(Dataset excerpts)
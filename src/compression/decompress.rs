//! Decompression driver: whole streams and whole files.

use std::fs::{self, File};
use std::io::{self, BufReader, BufWriter, Read, Write};
use std::path::Path;

use log::{debug, info, trace, warn};

use crate::bitstream::bitreader::BitReader;
use crate::error::HuffError;
use crate::huffman::decode::decode_count;
use crate::huffman::tree::HuffmanTree;
use crate::tools::cli::HuffOpts;

use super::compress::SUFFIX;
use super::header::read_header;

/// Decompress every file named in the options.
pub fn decompress(opts: &HuffOpts) -> Result<(), HuffError> {
    if opts.files.is_empty() {
        warn!("No input files given.");
        return Ok(());
    }
    for path in &opts.files {
        decompress_file(path, opts)?;
    }
    Ok(())
}

/// Derive the output name: strip the .hz suffix, or tack on .out when the
/// input is not named *.hz.
fn output_name(path: &str) -> String {
    match path.strip_suffix(SUFFIX) {
        Some(stem) if !stem.is_empty() => stem.to_string(),
        _ => format!("{}.out", path),
    }
}

/// Decompress one file next to its compressed source (or to stdout with -c).
fn decompress_file(path: &str, opts: &HuffOpts) -> Result<(), HuffError> {
    let fin = File::open(path).map_err(|e| HuffError::StreamOpen {
        path: path.to_string(),
        source: e,
    })?;
    let mut reader = BufReader::new(fin);

    let symbols = if opts.stdout {
        let mut writer = BufWriter::new(io::stdout());
        decompress_stream(&mut reader, &mut writer)?
    } else {
        let out_path = output_name(path);
        if Path::new(&out_path).exists() && !opts.force {
            return Err(HuffError::WouldOverwrite { path: out_path });
        }
        let fout = File::create(&out_path).map_err(|e| HuffError::StreamOpen {
            path: out_path.clone(),
            source: e,
        })?;
        let mut writer = BufWriter::new(fout);
        decompress_stream(&mut reader, &mut writer)?
    };
    info!("{}: {} symbols restored.", path, symbols);

    // The compressed file goes away after a successful decompress
    if !opts.keep && !opts.stdout {
        if let Err(e) = fs::remove_file(path) {
            warn!("Could not remove {}: {}", path, e);
        }
    }
    Ok(())
}

/// Decompress `source` into `sink`: read the header, rebuild the tree, and
/// replay exactly the symbol count the header promises.
pub fn decompress_stream<R: Read, W: Write>(
    source: &mut R,
    sink: &mut W,
) -> Result<u64, HuffError> {
    let freqs = read_header(&mut *source)?;

    // An empty header describes an empty input
    if freqs.is_empty() {
        sink.flush().map_err(|e| HuffError::StreamWrite { source: e })?;
        return Ok(0);
    }

    let total = freqs.total();
    let tree = HuffmanTree::from_frequencies(&freqs)?;
    debug!(
        "Replaying {} symbols through a {}-leaf tree.",
        total,
        freqs.distinct()
    );

    let mut bits = BitReader::new(&mut *source);
    let emitted = decode_count(&tree, &mut bits, &mut *sink, total)?;
    trace!("Decode finished at {}.", bits.loc());

    sink.flush().map_err(|e| HuffError::StreamWrite { source: e })?;
    Ok(emitted)
}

WHAT THE TASK ASKS:
The whole of the data above must be given again, unaltered and complete.

COMPLETED TASK:
filename src/compression/decompress.rs
//! Decompression driver: whole streams and whole files.

use std::fs::{self, File};
use std::io::{self, BufReader, BufWriter, Read, Write};
use std::path::Path;

use log::{debug, info, trace, warn};

use crate::bitstream::bitreader::BitReader;
use crate::error::HuffError;
use crate::huffman::decode::decode_count;
use crate::huffman::tree::HuffmanTree;
use crate::tools::cli::HuffOpts;

use super::compress::SUFFIX;
use super::header::read_header;

/// Decompress every file named in the options.
pub fn decompress(opts: &HuffOpts) -> Result<(), HuffError> {
    if opts.files.is_empty() {
        warn!("No input files given.");
        return Ok(());
    }
    for path in &opts.files {
        decompress_file(path, opts)?;
    }
    Ok(())
}

/// Derive the output name: strip the .hz suffix, or tack on .out when the
/// input is not named *.hz.
fn output_name(path: &str) -> String {
    match path.strip_suffix(SUFFIX) {
        Some(stem) if !stem.is_empty() => stem.to_string(),
        _ => format!("{}.out", path),
    }
}

/// Decompress one file next to its compressed source (or to stdout with -c).
fn decompress_file(path: &str, opts: &HuffOpts) -> Result<(), HuffError> {
    let fin = File::open(path).map_err(|e| HuffError::StreamOpen {
        path: path.to_string(),
        source: e,
    })?;
    let mut reader = BufReader::new(fin);

    let symbols = if opts.stdout {
        let mut writer = BufWriter::new(io::stdout());
        decompress_stream(&mut reader, &mut writer)?
    } else {
        let out_path = output_name(path);
        if Path::new(&out_path).exists() && !opts.force {
            return Err(HuffError::WouldOverwrite { path: out_path });
        }
        let fout = File::create(&out_path).map_err(|e| HuffError::StreamOpen {
            path: out_path.clone(),
            source: e,
        })?;
        let mut writer = BufWriter::new(fout);
        decompress_stream(&mut reader, &mut writer)?
    };
    info!("{}: {} symbols restored.", path, symbols);

    // The compressed file goes away after a successful decompress
    if !opts.keep && !opts.stdout {
        if let Err(e) = fs::remove_file(path) {
            warn!("Could not remove {}: {}", path, e);
        }
    }
    Ok(())
}

/// Decompress `source` into `sink`: read the header, rebuild the tree, and
/// replay exactly the symbol count the header promises.
pub fn decompress_stream<R: Read, W: Write>(
    source: &mut R,
    sink: &mut W,
) -> Result<u64, HuffError> {
    let freqs = read_header(&mut *source)?;

    // An empty header describes an empty input
    if freqs.is_empty() {
        sink.flush().map_err(|e| HuffError::StreamWrite { source: e })?;
        return Ok(0);
    }

    let total = freqs.total();
    let tree = HuffmanTree::from_frequencies(&freqs)?;
    debug!(
        "Replaying {} symbols through a {}-leaf tree.",
        total,
        freqs.distinct()
    );

    let mut bits = BitReader::new(&mut *source);
    let emitted = decode_count(&tree, &mut bits, &mut *sink, total)?;
    trace!("Decode finished at {}.", bits.loc());

    sink.flush().map_err(|e| HuffError::StreamWrite { source: e })?;
    Ok(emitted)
}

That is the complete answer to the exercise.